It's actually 14 days. Yes, there's on the water time, but there's also a real 7% discount as well, plus use of a car while in Europe.



jc000 said:


> This thread is fascinating. Everyone I told about it was amazed, envious, and wanted to go out and do it themselves! I didn't encounter anything negative at all.
> 
> That said, most people I talked to about it did NOT like the idea of writing a check 3 months before you get the car.


----------



## CinANC (Feb 2, 2007)

*"Then there is the case of Alaska. That would add 2 more if we count the Aleutian Islands or St. Lawrence Island as part of the continental U.S. Or 1 more if we do not."*

Jonothan, you are correct in a legal/political/conventional sense, but there is also a geographic answer... there are three geographic time zones within Alaska's borders, though there are only two political/legal time zones.

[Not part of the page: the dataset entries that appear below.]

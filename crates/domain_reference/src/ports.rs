//! Reference Data Ports
//!
//! The `LookupPort` trait is everything the console needs from the backend's
//! reference data endpoints. The REST adapter lives in `infra_http`; an
//! in-memory mock is available for tests behind the `mock` feature.

use async_trait::async_trait;

use core_kernel::{CustomerId, DealerId, DomainPort, OperationMetadata, PortError};

use crate::model::{CurrencyOption, Customer, Dealer, NewVehicle, PolicyType, Vehicle};

/// Port for the backend's reference data
#[async_trait]
pub trait LookupPort: DomainPort {
    /// Lists all dealers
    async fn list_dealers(
        &self,
        metadata: Option<OperationMetadata>,
    ) -> Result<Vec<Dealer>, PortError>;

    /// Lists the customers registered under a dealer
    async fn list_customers(
        &self,
        dealer_id: DealerId,
        metadata: Option<OperationMetadata>,
    ) -> Result<Vec<Customer>, PortError>;

    /// Lists the vehicles owned by a customer
    async fn list_vehicles(
        &self,
        customer_id: CustomerId,
        metadata: Option<OperationMetadata>,
    ) -> Result<Vec<Vehicle>, PortError>;

    /// Lists the policy types the backend can issue
    async fn list_policy_types(
        &self,
        metadata: Option<OperationMetadata>,
    ) -> Result<Vec<PolicyType>, PortError>;

    /// Lists the currencies policies can be priced in
    async fn list_currencies(
        &self,
        metadata: Option<OperationMetadata>,
    ) -> Result<Vec<CurrencyOption>, PortError>;

    /// Registers a new vehicle for a customer
    ///
    /// # Returns
    ///
    /// The created vehicle with its backend-assigned id
    async fn create_vehicle(
        &self,
        request: NewVehicle,
        metadata: Option<OperationMetadata>,
    ) -> Result<Vehicle, PortError>;
}

/// Mock implementation of LookupPort for testing
///
/// Holds reference data in memory, counts calls per operation and can be told
/// to fail specific operations.
#[cfg(any(test, feature = "mock"))]
pub mod mock {
    use super::*;
    use std::collections::{HashMap, HashSet};
    use tokio::sync::RwLock;

    use core_kernel::VehicleId;

    /// Operations of the lookup port, used for call counting and failure injection
    #[derive(Debug, Clone, Copy, PartialEq, Eq, Hash)]
    pub enum LookupOp {
        Dealers,
        Customers,
        Vehicles,
        PolicyTypes,
        Currencies,
        CreateVehicle,
    }

    /// In-memory mock implementation of LookupPort
    #[derive(Debug, Default)]
    pub struct MockLookupPort {
        dealers: Vec<Dealer>,
        customers: RwLock<HashMap<DealerId, Vec<Customer>>>,
        vehicles: RwLock<HashMap<CustomerId, Vec<Vehicle>>>,
        policy_types: Vec<PolicyType>,
        currencies: Vec<CurrencyOption>,
        failing: RwLock<HashSet<LookupOp>>,
        calls: RwLock<HashMap<LookupOp, usize>>,
    }

    impl MockLookupPort {
        /// Creates an empty mock port
        pub fn new() -> Self {
            Self::default()
        }

        pub fn with_dealer(mut self, dealer: Dealer) -> Self {
            self.dealers.push(dealer);
            self
        }

        pub fn with_customer(mut self, dealer_id: DealerId, customer: Customer) -> Self {
            self.customers.get_mut().entry(dealer_id).or_default().push(customer);
            self
        }

        pub fn with_vehicle(mut self, customer_id: CustomerId, vehicle: Vehicle) -> Self {
            self.vehicles.get_mut().entry(customer_id).or_default().push(vehicle);
            self
        }

        pub fn with_policy_type(mut self, policy_type: PolicyType) -> Self {
            self.policy_types.push(policy_type);
            self
        }

        pub fn with_currency(mut self, currency: CurrencyOption) -> Self {
            self.currencies.push(currency);
            self
        }

        /// Makes every subsequent call of `op` fail with a service error
        pub async fn fail(&self, op: LookupOp) {
            self.failing.write().await.insert(op);
        }

        /// Restores normal behaviour for `op`
        pub async fn recover(&self, op: LookupOp) {
            self.failing.write().await.remove(&op);
        }

        /// Number of times `op` has been called
        pub async fn call_count(&self, op: LookupOp) -> usize {
            self.calls.read().await.get(&op).copied().unwrap_or(0)
        }

        async fn record(&self, op: LookupOp) -> Result<(), PortError> {
            *self.calls.write().await.entry(op).or_insert(0) += 1;
            if self.failing.read().await.contains(&op) {
                return Err(PortError::ServiceUnavailable {
                    service: format!("mock lookup {:?}", op),
                });
            }
            Ok(())
        }
    }

    impl DomainPort for MockLookupPort {}

    #[async_trait]
    impl LookupPort for MockLookupPort {
        async fn list_dealers(
            &self,
            _metadata: Option<OperationMetadata>,
        ) -> Result<Vec<Dealer>, PortError> {
            self.record(LookupOp::Dealers).await?;
            Ok(self.dealers.clone())
        }

        async fn list_customers(
            &self,
            dealer_id: DealerId,
            _metadata: Option<OperationMetadata>,
        ) -> Result<Vec<Customer>, PortError> {
            self.record(LookupOp::Customers).await?;
            Ok(self.customers.read().await.get(&dealer_id).cloned().unwrap_or_default())
        }

        async fn list_vehicles(
            &self,
            customer_id: CustomerId,
            _metadata: Option<OperationMetadata>,
        ) -> Result<Vec<Vehicle>, PortError> {
            self.record(LookupOp::Vehicles).await?;
            Ok(self.vehicles.read().await.get(&customer_id).cloned().unwrap_or_default())
        }

        async fn list_policy_types(
            &self,
            _metadata: Option<OperationMetadata>,
        ) -> Result<Vec<PolicyType>, PortError> {
            self.record(LookupOp::PolicyTypes).await?;
            Ok(self.policy_types.clone())
        }

        async fn list_currencies(
            &self,
            _metadata: Option<OperationMetadata>,
        ) -> Result<Vec<CurrencyOption>, PortError> {
            self.record(LookupOp::Currencies).await?;
            Ok(self.currencies.clone())
        }

        async fn create_vehicle(
            &self,
            request: NewVehicle,
            _metadata: Option<OperationMetadata>,
        ) -> Result<Vehicle, PortError> {
            self.record(LookupOp::CreateVehicle).await?;

            let mut vehicles = self.vehicles.write().await;
            let owned = vehicles.entry(request.customer_id).or_default();
            if owned.iter().any(|v| v.plate_number == request.plate_number) {
                return Err(PortError::conflict(format!(
                    "Vehicle with plate {} already exists",
                    request.plate_number
                )));
            }

            let vehicle = Vehicle {
                id: VehicleId::new_v7(),
                plate_number: request.plate_number,
                brand: request.brand,
                model: request.model,
            };
            owned.push(vehicle.clone());
            Ok(vehicle)
        }
    }
}
//! Backend Data Transfer Objects
//!
//! Reference data, policy records and request bodies share their wire shape
//! with the domain types and are (de)serialized directly. Only the responses
//! whose shape differs from the domain are decoded through the DTOs here.

use rust_decimal::Decimal;
use serde::{Deserialize, Serialize};

use core_kernel::{CurrencyCode, CurrencyId, Money, PortError};
use domain_policy::{PolicyRecord, SubmissionReceipt};
use domain_pricing::{CalculatedPrice, CurrencyInfo};

/// Response of `POST /pricing/calculate`
///
/// Amounts are plain decimals in the response currency.
#[derive(Debug, Clone, Deserialize, Serialize)]
#[serde(rename_all = "camelCase")]
pub struct PriceResponseDto {
    pub base_price: Decimal,
    pub taxes: Decimal,
    pub total: Decimal,
    pub currency: CurrencyDto,
    #[serde(default)]
    pub dealer_commission: Decimal,
    #[serde(default)]
    pub observer_commission: Decimal,
    #[serde(default)]
    pub prices_in_other_currencies: Vec<ConvertedPriceDto>,
}

#[derive(Debug, Clone, Deserialize, Serialize)]
#[serde(rename_all = "camelCase")]
pub struct CurrencyDto {
    #[serde(default)]
    pub id: Option<CurrencyId>,
    pub code: String,
    #[serde(default)]
    pub symbol: Option<String>,
}

/// The total converted into another currency
#[derive(Debug, Clone, Deserialize, Serialize)]
#[serde(rename_all = "camelCase")]
pub struct ConvertedPriceDto {
    pub currency_code: String,
    pub total: Decimal,
}

fn currency_code(code: &str) -> Result<CurrencyCode, PortError> {
    CurrencyCode::new(code).map_err(|e| PortError::Transformation {
        message: format!("price response: {}", e),
    })
}

impl TryFrom<PriceResponseDto> for CalculatedPrice {
    type Error = PortError;

    fn try_from(dto: PriceResponseDto) -> Result<Self, Self::Error> {
        let code = currency_code(&dto.currency.code)?;
        let prices_in_other_currencies = dto
            .prices_in_other_currencies
            .into_iter()
            .map(|p| Ok(Money::new(p.total, currency_code(&p.currency_code)?)))
            .collect::<Result<Vec<_>, PortError>>()?;

        Ok(CalculatedPrice {
            base_price: Money::new(dto.base_price, code.clone()),
            taxes: Money::new(dto.taxes, code.clone()),
            total: Money::new(dto.total, code.clone()),
            dealer_commission: Money::new(dto.dealer_commission, code.clone()),
            observer_commission: Money::new(dto.observer_commission, code.clone()),
            currency: CurrencyInfo {
                id: dto.currency.id,
                code,
                symbol: dto.currency.symbol,
            },
            prices_in_other_currencies,
        })
    }
}

/// Response of `POST /policies` and `PUT /policies/{id}`: the stored policy
/// with any warnings alongside its fields
#[derive(Debug, Clone, Deserialize, Serialize)]
pub struct PolicyResponseDto {
    #[serde(flatten)]
    pub policy: PolicyRecord,
    #[serde(default)]
    pub warnings: Vec<String>,
}

impl From<PolicyResponseDto> for SubmissionReceipt {
    fn from(dto: PolicyResponseDto) -> Self {
        SubmissionReceipt {
            policy: dto.policy,
            warnings: dto.warnings,
        }
    }
}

The current two zones (as you pointed out that includes Alaska's far west... so far west it includes tomorrow... Alaska is both the westernmost and the easternmost land in the US) was a political decision from the '80's. Then Gov Bill Sheffield successfully pushed through what I call Sheffield time, in which the two prior (and geographically correct) time zones of Yukon (SE Alaska) and Alaska (central Alaska, same as Hawaii time) were merged. Until then, Alaska's capitol of Juneau in SE Alaska was an hour later than the bulk of Alaska's population and business interests.

So now most of us in Alaska are effectively on daylight savings time all winter, and on double daylight time all summer, which makes no sense whatever with our already long summer nights.

But them's politics...

_*"Or we Europeans show more respect for the property of others?"*_

My observation from my May ED trip:

+1. I fully agree.

I hated (hated!) parking my brand new 335xi in all those too-narrow parking slots. Didn't matter where... city lots, hotels, restaurants, local POI's, they all were more suited to motorcycles than to sedans. I could barely get my rear out of the car. (Exception: Munich Marriott.)

But after 21 days, certain that I would find dings on my doors, I dropped that car off without a mark other than some curb love on my right front wheel (after a truck in Italy decided I should find somewhere else to be).

If I parked in Anchorage like I had to in Europe I would have scars and paint all over my doors in about three days.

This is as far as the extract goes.